Hyperconverged Infrastructure Software-Defined Storage vSAN vSAN

Working with vSAN Health Checks

Overview

vSAN Health check is a cloud-connected health validation framework. It helps ensure that vSAN is running optimally and configured according to VMware best practices. VMware recommends validating that all health checks are green while deploying production workloads to vSAN. Health checks have varying levels of importance. As an example, a vSAN network partition impacts the condition of a cluster more than disk utilization imbalance. This blog article helps you identify the health checks that are most important.

Operating Model

Health checks are a set of known conditions that reflect an ideal state or expected behavior. An alert is triggered if there is a deviation from the preferred state. These health checks are built into vSAN and enabled by default. There is no need for you to manually configure the health checks and corresponding alerts. Automated configuration and health check every hour help reduce management overhead and help ensure vSAN is running optimally.

Customer Experience Improvement Program(CEIP) in newer versions of vSAN extends this feature to be a cloud-connected framework. This framework enables dynamic updates to built-in health checks from VMware analytics cloud(VAC). vSAN Health is updated automatically as new issues and recommendations are discovered. Each new release of vSAN is loaded with such feature enhancements and improvements to performance and stability.

More information about CEIP is described here: https://www.vmware.com/in/solutions/trustvmware/ceip.html

health checks

Health check alerts are caused by:

  • Failure Conditions
  • Hardware Incompatibility
  • Configuration Inconsistency
  • Exceeding software/hardware limits
  • Performance degradation

Failures should be treated with the highest priority. Any failure of software or hardware components of vSAN will directly affect the availability and performance. Failure bound alerts typically indicate network related issues, defunct services or device failures.

The second critical set of alerts is Hardware Compatibility alerts. It is wrong to assume that hardware compatibility issues do not arise post-deployment. Hardware Compatibility health checks continue to validate that the combination of hardware and software. Incompatible hardware, firmware, and drivers continue to be one of the most common causes of issues reported to VMware Support.

Configuration inconsistency and scalability related alerts arise mostly out of changes made to the environment. vSAN ReadyNodes and appliances such as Dell EMC VxRail are pre-configured to help ensure deployment and operational recommendations are followed. The health checks complement the initial deployment to maintain an optimal health state of the environment.

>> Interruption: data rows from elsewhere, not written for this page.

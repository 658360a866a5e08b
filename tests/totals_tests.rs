use collision_engine::CollisionTotals;
use rand::rngs::StdRng;
use rand::{Rng, SeedableRng};

#[test]
fn test_getters_sum_all_adds() {
    let mut totals = CollisionTotals::new();
    let mut rng = StdRng::seed_from_u64(42);

    let mut expected = [0u64; 5];
    for _ in 0..200 {
        let n = rng.gen_range(0..10u64);
        match rng.gen_range(0..5) {
            0 => {
                totals.add_searches(n);
                expected[0] += n;
            }
            1 => {
                totals.add_impulses(n);
                expected[1] += n;
            }
            2 => {
                totals.add_collisions(n);
                expected[2] += n;
            }
            3 => {
                totals.add_steps(n);
                expected[3] += n;
            }
            _ => {
                totals.add_backups(n);
                expected[4] += n;
            }
        }
    }

    assert_eq!(totals.get_searches(), expected[0]);
    assert_eq!(totals.get_impulses(), expected[1]);
    assert_eq!(totals.get_collisions(), expected[2]);
    assert_eq!(totals.get_steps(), expected[3]);
    assert_eq!(totals.get_backups(), expected[4]);
}

#[test]
fn test_counters_never_decrease() {
    let mut totals = CollisionTotals::new();
    let mut rng = StdRng::seed_from_u64(7);

    let mut previous = totals.get_steps();
    for _ in 0..100 {
        totals.add_steps(rng.gen_range(0..5u64));
        assert!(totals.get_steps() >= previous);
        previous = totals.get_steps();
    }
}

#[test]
fn test_end_to_end_counter_sequence() {
    let mut totals = CollisionTotals::new();
    totals.add_steps(3);
    totals.add_searches(2);

    assert_eq!(totals.get_steps(), 3);
    assert_eq!(totals.get_searches(), 2);
    assert_eq!(totals.get_collisions(), 0);

    totals.reset();

    assert_eq!(totals.get_searches(), 0);
    assert_eq!(totals.get_impulses(), 0);
    assert_eq!(totals.get_collisions(), 0);
    assert_eq!(totals.get_steps(), 0);
    assert_eq!(totals.get_backups(), 0);
}

#[test]
fn test_reset_after_arbitrary_history() {
    let mut totals = CollisionTotals::new();
    let mut rng = StdRng::seed_from_u64(3);

    for _ in 0..50 {
        totals.add_searches(rng.gen_range(0..100u64));
        totals.add_impulses(rng.gen_range(0..100u64));
        totals.add_collisions(rng.gen_range(0..100u64));
        totals.add_steps(rng.gen_range(0..100u64));
        totals.add_backups(rng.gen_range(0..100u64));
    }

    totals.reset();
    assert!(totals.is_zero());
}

#[test]
fn test_diagnostic_string() {
    let mut totals = CollisionTotals::new();
    totals.add_searches(3);
    totals.add_impulses(2);
    totals.add_collisions(2);
    totals.add_steps(40);
    totals.add_backups(1);

    assert_eq!(
        format!("{}", totals),
        "CollisionTotals{searches: 3, impulses: 2, collisions: 2, steps: 40, backups: 1}"
    );

    totals.reset();
    assert_eq!(
        format!("{}", totals),
        "CollisionTotals{searches: 0, impulses: 0, collisions: 0, steps: 0, backups: 0}"
    );
}
//! Streaming decoder - Decoder and DecodeIter.
//!
//! The decoder reads Base64 text in chunks whose length is a multiple of 4,
//! so no block is ever split across reads. Padding on the final block is
//! optional. Padding followed by more input is rejected, so chunked decoding
//! fails on exactly the inputs a single-shot decode fails on.

use std::io::{Read, Write};

use base64::{DecodeError, Engine as _};
use bytes::Bytes;

use super::{ENGINE, StreamStats};
use crate::chunk::Chunk;
use crate::error::{Base64Error, Result};
use crate::size::{Block, align};
use crate::util::read_chunk;

/// Decodes Base64 text streams in block-aligned chunks.
///
/// # Example
///
/// ```
/// use chunk64::Decoder;
/// use std::io::Cursor;
///
/// let mut out = Vec::new();
/// let stats = Decoder::new(4).decode_to_writer(Cursor::new("YWJjZA=="), &mut out)?;
///
/// assert_eq!(out, b"abcd");
/// assert_eq!(stats.chunks, 2);
/// # Ok::<(), chunk64::Base64Error>(())
/// ```
#[derive(Debug, Clone, Copy, PartialEq, Eq)]
pub struct Decoder {
    chunk_size: usize,
}

impl Decoder {
    /// Creates a decoder reading `chunk_size` encoded characters per chunk.
    ///
    /// The size is rounded down to a multiple of 4, never below 4.
    pub fn new(chunk_size: usize) -> Self {
        Self {
            chunk_size: align(chunk_size, Block::Decode),
        }
    }

    /// Returns the aligned chunk size in encoded characters.
    pub fn chunk_size(&self) -> usize {
        self.chunk_size
    }

    /// Creates an iterator yielding one decoded [`Chunk`] per read.
    pub fn decode<R: Read>(&self, reader: R) -> DecodeIter<R> {
        DecodeIter::new(reader, self.chunk_size)
    }

    /// Streams Base64 text from the reader into the writer as raw bytes.
    ///
    /// At most one encoded chunk and one decoded chunk are held in memory.
    pub fn decode_to_writer<R: Read, W: Write>(&self, reader: R, mut writer: W) -> Result<StreamStats> {
        let mut iter = self.decode(reader);
        let mut data = Vec::new();
        let mut stats = StreamStats::default();

        loop {
            data.clear();
            let read = iter.decode_next(&mut data)?;
            if read == 0 {
                break;
            }
            writer.write_all(&data).map_err(Base64Error::Write)?;
            stats.record(read, data.len());
        }

        writer.flush().map_err(Base64Error::Write)?;
        Ok(stats)
    }
}

/// An iterator that decodes a Base64 reader chunk by chunk.
///
/// After an error the iterator is exhausted.
pub struct DecodeIter<R> {
    reader: R,
    chunk_size: usize,
    buf: Vec<u8>,
    offset: u64,
    padded: bool,
    finished: bool,
}

impl<R: Read> DecodeIter<R> {
    fn new(reader: R, chunk_size: usize) -> Self {
        Self {
            reader,
            chunk_size,
            buf: Vec::new(),
            offset: 0,
            padded: false,
            finished: false,
        }
    }

    /// Returns the number of encoded characters consumed so far.
    pub fn offset(&self) -> u64 {
        self.offset
    }

    /// Reads the next chunk and appends the decoded bytes to `out`.
    ///
    /// Returns the number of encoded characters consumed; 0 means the input
    /// is exhausted.
    pub fn decode_next(&mut self, out: &mut Vec<u8>) -> Result<usize> {
        if self.finished {
            return Ok(0);
        }

        let n = match read_chunk(&mut self.reader, self.chunk_size, &mut self.buf) {
            Ok(n) => n,
            Err(e) => {
                self.finished = true;
                return Err(Base64Error::Read(e));
            }
        };

        if n < self.chunk_size {
            self.finished = true;
        }
        if n == 0 {
            return Ok(0);
        }

        // The previous chunk ended in padding, so this one is trailing data.
        if self.padded {
            self.finished = true;
            return Err(Base64Error::InvalidBase64Content {
                offset: self.offset,
                source: DecodeError::InvalidPadding,
            });
        }

        if let Err(source) = ENGINE.decode_vec(&self.buf, out) {
            self.finished = true;
            return Err(Base64Error::InvalidBase64Content {
                offset: self.offset,
                source,
            });
        }

        self.padded = self.buf.last() == Some(&b'=');
        tracing::trace!(offset = self.offset, len = n, "decoded chunk");
        self.offset += n as u64;
        Ok(n)
    }

    /// Consumes the iterator, returning the underlying reader.
    pub fn into_inner(self) -> R {
        self.reader
    }
}

impl<R: Read> Iterator for DecodeIter<R> {
    type Item = Result<Chunk>;

    fn next(&mut self) -> Option<Self::Item> {
        let offset = self.offset;
        let mut data = Vec::new();
        match self.decode_next(&mut data) {
            Ok(0) => None,
            Ok(n) => Some(Ok(Chunk {
                data: Bytes::from(data),
                offset,
                input_len: n,
            })),
            Err(e) => Some(Err(e)),
        }
    }
}

#[cfg(test)]
mod tests {
    use super::*;
    use base64::Engine as _;
    use std::io::Cursor;

    fn sample(len: usize) -> Vec<u8> {
        (0..len).map(|i| (i * 31 + 7) as u8).collect()
    }

    #[test]
    fn test_chunk_size_aligned() {
        assert_eq!(Decoder::new(10).chunk_size(), 8);
        assert_eq!(Decoder::new(3).chunk_size(), 4);
    }

    #[test]
    fn test_empty_input() {
        let mut out = Vec::new();
        let stats = Decoder::new(4)
            .decode_to_writer(Cursor::new(""), &mut out)
            .unwrap();
        assert!(out.is_empty());
        assert_eq!(stats, StreamStats::default());
    }

    #[test]
    fn test_matches_single_shot_for_many_sizes() {
        for len in [1, 2, 3, 4, 5, 99, 100, 1000] {
            let data = sample(len);
            let text = ENGINE.encode(&data);
            for size in [4, 8, 12, 40, 400, 4000] {
                let mut out = Vec::new();
                Decoder::new(size)
                    .decode_to_writer(Cursor::new(&text), &mut out)
                    .unwrap();
                assert_eq!(out, data, "len={len} size={size}");
            }
        }
    }

    #[test]
    fn test_unpadded_tail() {
        let chunks: Vec<_> = Decoder::new(4)
            .decode(Cursor::new("YWJjZA"))
            .collect::<Result<_>>()
            .unwrap();
        assert_eq!(chunks.len(), 2);
        assert_eq!(&chunks[0].data[..], b"abc");
        assert_eq!(&chunks[1].data[..], b"d");
        assert_eq!(chunks[1].input_range(), 4..6);
    }

    #[test]
    fn test_invalid_character_reports_chunk_offset() {
        let mut iter = Decoder::new(4).decode(Cursor::new("YWJjZ*=="));
        assert!(iter.next().unwrap().is_ok());
        match iter.next() {
            Some(Err(Base64Error::InvalidBase64Content { offset, source })) => {
                assert_eq!(offset, 4);
                assert!(matches!(source, DecodeError::InvalidByte(_, b'*')));
            }
            other => panic!("unexpected {other:?}"),
        }
        assert!(iter.next().is_none());
    }

    #[test]
    fn test_padding_before_end_rejected() {
        // "YQ==" is a complete padded block; anything after it is invalid,
        // even when it starts a new chunk.
        let mut out = Vec::new();
        let err = Decoder::new(4)
            .decode_to_writer(Cursor::new("YQ==YWJj"), &mut out)
            .unwrap_err();
        assert!(matches!(
            err,
            Base64Error::InvalidBase64Content {
                offset: 4,
                source: DecodeError::InvalidPadding
            }
        ));
        assert!(ENGINE.decode("YQ==YWJj").is_err());
    }

    #[test]
    fn test_invalid_length_rejected() {
        let mut out = Vec::new();
        let err = Decoder::new(4)
            .decode_to_writer(Cursor::new("YWJjZ"), &mut out)
            .unwrap_err();
        assert!(matches!(err, Base64Error::InvalidBase64Content { offset: 4, .. }));
    }

    #[test]
    fn test_trailing_newline_rejected() {
        let mut out = Vec::new();
        let result = Decoder::new(8).decode_to_writer(Cursor::new("YWJj\n"), &mut out);
        assert!(matches!(result, Err(Base64Error::InvalidBase64Content { .. })));
    }

    #[test]
    fn test_offset_tracks_consumed_characters() {
        let text = ENGINE.encode(sample(10));
        let mut iter = Decoder::new(8).decode(Cursor::new(text.clone()));
        assert_eq!(iter.offset(), 0);

        let mut consumed = 0u64;
        for chunk in iter.by_ref() {
            consumed += chunk.unwrap().input_len as u64;
        }
        assert_eq!(iter.offset(), consumed);
        assert_eq!(consumed, text.len() as u64);
    }

    #[test]
    fn test_into_inner_returns_reader_after_input() {
        let mut iter = Decoder::new(4).decode(Cursor::new("YWJjZA=="));
        let first = iter.next().unwrap().unwrap();
        assert_eq!(first.into_data(), Bytes::from_static(b"abc"));

        let reader = iter.into_inner();
        assert_eq!(reader.position(), 4);
    }
}
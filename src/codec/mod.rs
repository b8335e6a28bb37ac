//! Block-aligned streaming Base64 codec.
//!
//! - [`Encoder`] / [`EncodeIter`] - Raw bytes in, Base64 text out, one chunk
//!   of `3n` bytes at a time
//! - [`Decoder`] / [`DecodeIter`] - Base64 text in, raw bytes out, one chunk
//!   of `4n` characters at a time
//!
//! Because every chunk boundary falls on a Base64 block boundary, encoding or
//! decoding chunk by chunk produces exactly the output of a single-shot
//! conversion, and padding can only appear in the final chunk.
//!
//! # Example
//!
//! ```
//! use chunk64::{Decoder, Encoder};
//! use std::io::Cursor;
//!
//! let text = Encoder::new(3).encode_to_string(Cursor::new(b"hello world"))?;
//! assert_eq!(text, "aGVsbG8gd29ybGQ=");
//!
//! let mut out = Vec::new();
//! Decoder::new(4).decode_to_writer(Cursor::new(text), &mut out)?;
//! assert_eq!(out, b"hello world");
//! # Ok::<(), chunk64::Base64Error>(())
//! ```

mod decoder;
mod encoder;

pub use decoder::{DecodeIter, Decoder};
pub use encoder::{EncodeIter, Encoder};

use base64::alphabet;
use base64::engine::DecodePaddingMode;
use base64::engine::general_purpose::{GeneralPurpose, GeneralPurposeConfig};
use base64::Engine as _;

use crate::error::{Base64Error, Result};

/// Standard alphabet, padded output; final-block padding optional on input.
pub(crate) const ENGINE: GeneralPurpose = GeneralPurpose::new(
    &alphabet::STANDARD,
    GeneralPurposeConfig::new().with_decode_padding_mode(DecodePaddingMode::Indifferent),
);

/// Counters for one reader-to-writer conversion.
#[derive(Debug, Clone, Copy, Default, PartialEq, Eq)]
pub struct StreamStats {
    /// Number of chunks processed.
    pub chunks: u64,
    /// Bytes consumed from the reader.
    pub bytes_read: u64,
    /// Bytes written to the writer.
    pub bytes_written: u64,
}

impl StreamStats {
    pub(crate) fn record(&mut self, read: usize, written: usize) {
        self.chunks += 1;
        self.bytes_read += read as u64;
        self.bytes_written += written as u64;
    }
}

/// Encodes a whole buffer in one shot.
pub fn encode(data: &[u8]) -> String {
    ENGINE.encode(data)
}

/// Decodes a whole Base64 string in one shot.
///
/// # Errors
///
/// Returns [`Base64Error::InvalidBase64Content`] with offset 0 if the text
/// is not valid Base64.
pub fn decode(text: &str) -> Result<Vec<u8>> {
    ENGINE
        .decode(text)
        .map_err(|source| Base64Error::InvalidBase64Content { offset: 0, source })
}
//! chunk64
//!
//! Chunked, memory-bounded Base64 conversion between files and text.
//!
//! `chunk64` reads its input in chunks aligned to the Base64 block (3 raw
//! bytes or 4 encoded characters), transforms each chunk and writes it out
//! before reading the next. Output is byte-for-byte identical to a
//! single-shot conversion, while memory use stays bounded by the chunk size.
//! It is designed as the core of a test-automation keyword library:
//!
//! - encode a file into a Base64 string
//! - decode a Base64 string into a file
//! - stream a file into a Base64 file
//! - stream a Base64 file back into a file
//!
//! The crate intentionally:
//! - does NOT compress, encrypt or checksum
//! - does NOT lock files or coordinate concurrent writers
//! - does NOT clean up partial output after a failure
//! - does NOT install a logging subscriber
//!
//! # Keyword library
//!
//! ```no_run
//! use chunk64::{Base64Library, Base64Error, LibraryConfig};
//!
//! fn main() -> Result<(), Base64Error> {
//!     let lib = Base64Library::new(LibraryConfig::default());
//!
//!     lib.file_to_base64_file("huge.iso", "huge.b64", Some("5MB".into()))?;
//!     lib.base64_file_to_file("huge.b64", "huge-copy.iso", None)?;
//!     Ok(())
//! }
//! ```
//!
//! # Streaming codec
//!
//! ```
//! use chunk64::{Encoder, Base64Error};
//! use std::io::Cursor;
//!
//! fn main() -> Result<(), Base64Error> {
//!     for chunk in Encoder::new(3).encode(Cursor::new(b"0123456789")) {
//!         let chunk = chunk?;
//!         println!("{} -> {:?}", chunk, chunk.as_str());
//!     }
//!     Ok(())
//! }
//! ```

#![forbid(unsafe_code)]
#![warn(missing_docs)]

mod chunk;
mod codec;
mod config;
mod error;
mod library;
pub mod size;

mod util; // internal file and read helpers

//
// Public surface
//

pub use chunk::Chunk;
pub use codec::{DecodeIter, Decoder, EncodeIter, Encoder, StreamStats, decode, encode};
pub use config::{DEFAULT_CHUNK_SIZE, LibraryConfig};
pub use error::{Base64Error, Result};
pub use library::Base64Library;
pub use size::{Block, ChunkSize};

Performance degradation alerts are mostly an outcome of one or more of the above conditions. The alerts can also arise due to over-commitment of resources as you add workloads to a cluster. These health checks help ensure that virtual machines are in a healthy state and performing as desired.

Addressing an alert

You can access vSAN Health Check UI by navigating to:

[vSAN Cluster] > Monitor > vSAN > Health

health checks

Each health check alert is self-explanatory and manifests the details of the environment object that complies or deviates from the normal state. Wherever applicable, you can initiate a workflow to remediate the issue. The built-in workflows make it easy for you to find additional information about the issue and quickly resolve problems.

The “Info” section further explains in detail the unmet condition and the ideal state. There is an “Ask VMware” button in the “Info” section. You can click on the “Ask VMware” button to access the related Knowledge Base article for additional information.

Silencing alerts

Environments can be unique with a variety of software and hardware combination. All the alerts may not be applicable to every environment. In such cases, it may be prudent to silence the inapplicable alerts. For example, an environment may have a compliance requirement to stay with the penultimate release of a product. In such cases, you may silence the vSAN build recommendation health check. This helps narrow the focus on alerts that are relevant to the environment. It is strongly recommended to periodically revisit the alerts that are silenced to ensure if it remains inapplicable.

The steps to silence alerts are described in this article: KB-2151813

Conclusion

vSAN Health is built into vCenter Server and vSAN. The alerts go beyond the standard failure detection alarms and additionally check for configuration and compatibility issues. Health check alerts that indicate failure conditions or hardware incompatibility should be treated with the highest priority.

Some of the critical health check alerts are listed here,

  • Network
    • vSAN cluster partition
    • vSAN: Basic (unicast) connectivity check
  • Hardware Compatibility
    • SCSI controller is VMware certified
    • Controller driver is VMware certified
    • Controller firmware is VMware certified
  • Physical disk – Operation health
  • Data – vSAN object health

Enable CEIP to benefit from the cloud-connected framework and keep alerts up-to-date. You can monitor and remediate many issues directly in the vSphere Client. This helps reduce operational costs and lower resolution times when an issue does occur.